*EXERCISE DESCRIPTION*. The answer must be the full listing, retyped exactly.

----------------

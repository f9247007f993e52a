//! Account credential value types.
//!
//! Raw passwords are wrapped in [`Password`] so the plaintext is zeroised on
//! drop and never appears in debug output or serialised payloads.

use zeroize::Zeroizing;

use crate::domain::{EmailAddress, UserValidationError, Username};

/// Validation errors for credential inputs.
#[derive(Debug, Clone, PartialEq, Eq, thiserror::Error)]
pub enum CredentialsValidationError {
    /// The password is empty.
    #[error("password must not be empty")]
    EmptyPassword,
    /// A username or email component failed validation.
    #[error(transparent)]
    User(#[from] UserValidationError),
}

/// Plaintext password handled only at the authentication boundary.
#[derive(Clone)]
pub struct Password(Zeroizing<String>);

impl Password {
    /// Validate and construct a [`Password`].
    pub fn new(password: impl Into<String>) -> Result<Self, CredentialsValidationError> {
        let password = Zeroizing::new(password.into());
        if password.is_empty() {
            return Err(CredentialsValidationError::EmptyPassword);
        }
        Ok(Self(password))
    }

    /// Expose the plaintext for hashing or verification.
    pub fn expose(&self) -> &str {
        self.0.as_str()
    }
}

impl std::fmt::Debug for Password {
    fn fmt(&self, f: &mut std::fmt::Formatter<'_>) -> std::fmt::Result {
        f.write_str("Password(<redacted>)")
    }
}

/// Validated signup request for a new account.
#[derive(Debug, Clone)]
pub struct NewAccount {
    /// Requested unique account name.
    pub username: Username,
    /// Login email address.
    pub email: EmailAddress,
    /// Plaintext password to be hashed before storage.
    pub password: Password,
}

impl NewAccount {
    /// Validate raw signup fields.
    pub fn try_from_parts(
        username: impl Into<String>,
        email: impl Into<String>,
        password: impl Into<String>,
    ) -> Result<Self, CredentialsValidationError> {
        Ok(Self {
            username: Username::new(username)?,
            email: EmailAddress::new(email)?,
            password: Password::new(password)?,
        })
    }
}

/// Validated login request.
#[derive(Debug, Clone)]
pub struct Credentials {
    /// Login email address.
    pub email: EmailAddress,
    /// Plaintext password to verify.
    pub password: Password,
}

impl Credentials {
    /// Validate raw login fields.
    pub fn try_from_parts(
        email: impl Into<String>,
        password: impl Into<String>,
    ) -> Result<Self, CredentialsValidationError> {
        Ok(Self {
            email: EmailAddress::new(email)?,
            password: Password::new(password)?,
        })
    }
}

----------------

*TASK OUTPUT*.
repository f9247007f993e52a
//! Account credential value types.
//!
//! Raw passwords are wrapped in [`Password`] so the plaintext is zeroised on
//! drop and never appears in debug output or serialised payloads.

use zeroize::Zeroizing;

use crate::domain::{EmailAddress, UserValidationError, Username};

/// Validation errors for credential inputs.
#[derive(Debug, Clone, PartialEq, Eq, thiserror::Error)]
pub enum CredentialsValidationError {
    /// The password is empty.
    #[error("password must not be empty")]
    EmptyPassword,
    /// A username or email component failed validation.
    #[error(transparent)]
    User(#[from] UserValidationError),
}

/// Plaintext password handled only at the authentication boundary.
#[derive(Clone)]
pub struct Password(Zeroizing<String>);

impl Password {
    /// Validate and construct a [`Password`].
    pub fn new(password: impl Into<String>) -> Result<Self, CredentialsValidationError> {
        let password = Zeroizing::new(password.into());
        if password.is_empty() {
            return Err(CredentialsValidationError::EmptyPassword);
        }
        Ok(Self(password))
    }

    /// Expose the plaintext for hashing or verification.
    pub fn expose(&self) -> &str {
        self.0.as_str()
    }
}

impl std::fmt::Debug for Password {
    fn fmt(&self, f: &mut std::fmt::Formatter<'_>) -> std::fmt::Result {
        f.write_str("Password(<redacted>)")
    }
}

/// Validated signup request for a new account.
#[derive(Debug, Clone)]
pub struct NewAccount {
    /// Requested unique account name.
    pub username: Username,
    /// Login email address.
    pub email: EmailAddress,
    /// Plaintext password to be hashed before storage.
    pub password: Password,
}

impl NewAccount {
    /// Validate raw signup fields.
    pub fn try_from_parts(
        username: impl Into<String>,
        email: impl Into<String>,
        password: impl Into<String>,
    ) -> Result<Self, CredentialsValidationError> {
        Ok(Self {
            username: Username::new(username)?,
            email: EmailAddress::new(email)?,
            password: Password::new(password)?,
        })
    }
}

/// Validated login request.
#[derive(Debug, Clone)]
pub struct Credentials {
    /// Login email address.
    pub email: EmailAddress,
    /// Plaintext password to verify.
    pub password: Password,
}

impl Credentials {
    /// Validate raw login fields.
    pub fn try_from_parts(
        email: impl Into<String>,
        password: impl Into<String>,
    ) -> Result<Self, CredentialsValidationError> {
        Ok(Self {
            email: EmailAddress::new(email)?,
            password: Password::new(password)?,
        })
    }
}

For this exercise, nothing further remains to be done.